Federal Information Processing Standards (FIPS)

An administrator can check and enable the system for adherence to Federal Information Processing Standards (FIPS).

To check the system FIPS status, use system fips.

If FIPS is not enabled, the command output look as follows:

platform@nicnode1:~$ system fips
FIPS mode is disabled

To enable FIPS on the system, use system fips enable.

Important

The use of FIPS on the system requires a subscription to the Ubuntu Advantage service package from Canonical in order to obtain the necessary cryptographic modules.

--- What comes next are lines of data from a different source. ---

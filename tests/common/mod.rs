#![allow(dead_code)]

use std::{
    path::PathBuf,
    sync::{Arc, Mutex},
};

use chrono::{TimeDelta, Utc};
use tempfile::TempDir;

use notes_reminder::{
    notifier::Notifier, repository::Repository, scheduler::ReminderScheduler,
    service::NoteService,
};

#[derive(Default)]
pub struct RecordingNotifier {
    sent: Mutex<Vec<(String, String)>>,
}

impl RecordingNotifier {
    pub fn sent(&self) -> Vec<(String, String)> {
        self.sent.lock().unwrap().clone()
    }
}

impl Notifier for RecordingNotifier {
    fn notify(&self, title: &str, message: &str) {
        self.sent
            .lock()
            .unwrap()
            .push((title.to_string(), message.to_string()));
    }
}

pub struct TestApp {
    pub repo: Repository,
    pub service: NoteService,
    pub scheduler: Arc<ReminderScheduler>,
    pub notifier: Arc<RecordingNotifier>,
    pub db_path: PathBuf,
    _dir: TempDir,
}

impl TestApp {
    pub async fn new() -> Self {
        let dir = tempfile::tempdir().unwrap();
        let db_path = dir.path().join("notes.db");

        let repo = Repository::open(&db_path).unwrap();
        repo.migrate().await.unwrap();

        let notifier = Arc::new(RecordingNotifier::default());
        let scheduler = Arc::new(ReminderScheduler::new(notifier.clone()));
        let service = NoteService::new(repo.clone(), scheduler.clone());

        Self {
            repo,
            service,
            scheduler,
            notifier,
            db_path,
            _dir: dir,
        }
    }

    /// Makes every following statement fail by removing the table underneath the app.
    pub fn break_storage(&self) {
        let conn = rusqlite::Connection::open(&self.db_path).unwrap();
        conn.execute_batch("DROP TABLE notes").unwrap();
    }
}

pub fn in_secs(secs: i64) -> String {
    (Utc::now() + TimeDelta::seconds(secs)).to_rfc3339()
}
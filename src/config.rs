use serde::{Deserialize, Serialize};

use std::{
    env, fs,
    path::{Path, PathBuf},
};

use crate::{error::ConfigError, router, scheduler::DEFAULT_NOTIFICATION_TITLE};

const APP_DIR_NAME: &str = "notes-reminder";

#[derive(Debug, Clone, PartialEq, Eq, Serialize, Deserialize)]
#[serde(default)]
pub struct Config {
    /// Directory holding the database; the platform data dir when unset
    pub data_dir: Option<PathBuf>,
    pub database_file: String,
    pub http_addr: String,
    pub notification_title: String,
    /// Show OS notifications; reminders are only logged when disabled
    pub desktop_notifications: bool,
    pub rearm_on_startup: bool,
    pub router_buffer: usize,
}

impl Default for Config {
    fn default() -> Self {
        Self {
            data_dir: None,
            database_file: "notes.db".to_string(),
            http_addr: "127.0.0.1:8000".to_string(),
            notification_title: DEFAULT_NOTIFICATION_TITLE.to_string(),
            desktop_notifications: true,
            rearm_on_startup: true,
            router_buffer: router::DEFAULT_BUFFER,
        }
    }
}

impl Config {
    pub fn database_path(&self) -> Result<PathBuf, ConfigError> {
        let data_dir = match &self.data_dir {
            Some(dir) => dir.clone(),
            None => dirs::data_local_dir()
                .ok_or(ConfigError::NoDataDir)?
                .join(APP_DIR_NAME),
        };

        Ok(data_dir.join(&self.database_file))
    }

    /// Applies `NOTES_*` overrides read through `lookup`.
    pub fn with_overrides(
        mut self,
        lookup: impl Fn(&str) -> Option<String>,
    ) -> Result<Self, ConfigError> {
        if let Some(dir) = lookup("NOTES_DATA_DIR") {
            self.data_dir = Some(PathBuf::from(dir));
        }

        if let Some(addr) = lookup("NOTES_HTTP_ADDR") {
            self.http_addr = addr;
        }

        if let Some(value) = lookup("NOTES_DESKTOP_NOTIFICATIONS") {
            self.desktop_notifications = parse_bool("NOTES_DESKTOP_NOTIFICATIONS", &value)?;
        }

        if let Some(value) = lookup("NOTES_REARM_ON_STARTUP") {
            self.rearm_on_startup = parse_bool("NOTES_REARM_ON_STARTUP", &value)?;
        }

        Ok(self)
    }
}

fn parse_bool(name: &str, value: &str) -> Result<bool, ConfigError> {
    match value.trim().to_ascii_lowercase().as_str() {
        "1" | "true" | "yes" | "on" => Ok(true),
        "0" | "false" | "no" | "off" => Ok(false),
        _ => Err(ConfigError::Env {
            name: name.to_string(),
            reason: format!("expected a boolean, got '{value}'"),
        }),
    }
}

pub fn parse_config(contents: &str) -> Result<Config, ConfigError> {
    if contents.trim().is_empty() {
        return Ok(Config::default());
    }

    serde_yaml::from_str(contents).map_err(Into::into)
}

fn read_config(path: &Path) -> Result<Config, ConfigError> {
    let contents = fs::read_to_string(path).map_err(|source| ConfigError::Read {
        path: path.display().to_string(),
        source,
    })?;

    parse_config(&contents)
}

pub fn load_config() -> Result<Config, ConfigError> {
    // Retrieve env variable
    let config_path = env::var("NOTES_CONFIG").unwrap_or_else(|_| "config.yaml".to_string());

    let config = if Path::new(&config_path).exists() {
        // Try env path
        read_config(Path::new(&config_path))?
    } else if Path::new("config.yaml").exists() {
        // Fallback to config.yaml
        tracing::warn!(
            "Config file '{}' not found, falling back to 'config.yaml'",
            config_path
        );
        read_config(Path::new("config.yaml"))?
    } else {
        // Fallback to defaults and environment variables
        tracing::info!("No config file found, using defaults and environment variables");
        Config::default()
    };

    config.with_overrides(|name| env::var(name).ok())
}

Internet access will be required from your system to the necessary Ubuntu Advantage service package URLs.

You will prompted to:

  • input the base and update system URLs as given for the program
  • indicate if you wish to use a proxy and to provide its URL

Contact your VOSS account manager or VOSS support for detailed information on using the Ubuntu Advantage service package in the system.

Console output will be similar to the example below:

platform@nic-fips-un1:~$ system fips enable
Please enter the URL as given by Canonical for the base Ubuntu Advantage program
eg. deb 'https://<user>:<password>@private-ppa.launchpad.net/ubuntu-advantage/fips/ubuntu <ubuntu version> main'

URL: <URL>

Please enter the URL as given by Canonical for the Ubuntu Advantage update program
eg. deb 'https://<user>:<password>@private-ppa.launchpad.net/ubuntu-advantage/fips-updates/ubuntu <ubuntu version> main'

URL: <URL>

Do you want to use an apt proxy? y

What is the proxy URL?
<URL>

Installing required packages

If FIPS is enabled, the system fips command output is:

platform@nic-fips-un1:~$ system fips
FIPS mode is enabled

It is important to note:

  • After running system fips enable, run system reboot to apply the FIPS enable changes.
  • If fips mode is to be enabled on a cluster, it should be enabled on all nodes.
  • If FIPS is enabled on a system, it cannot be disabled.
  • All system passwords are stored using FIPS 140-2 complaint encryption algorithms, when FIPS mode is enabled or not.
  • If FIPS is enabled on a system, all install scripts and templates are encrypted and decrypted using FIPS 140-2 complaint encryption algorithms.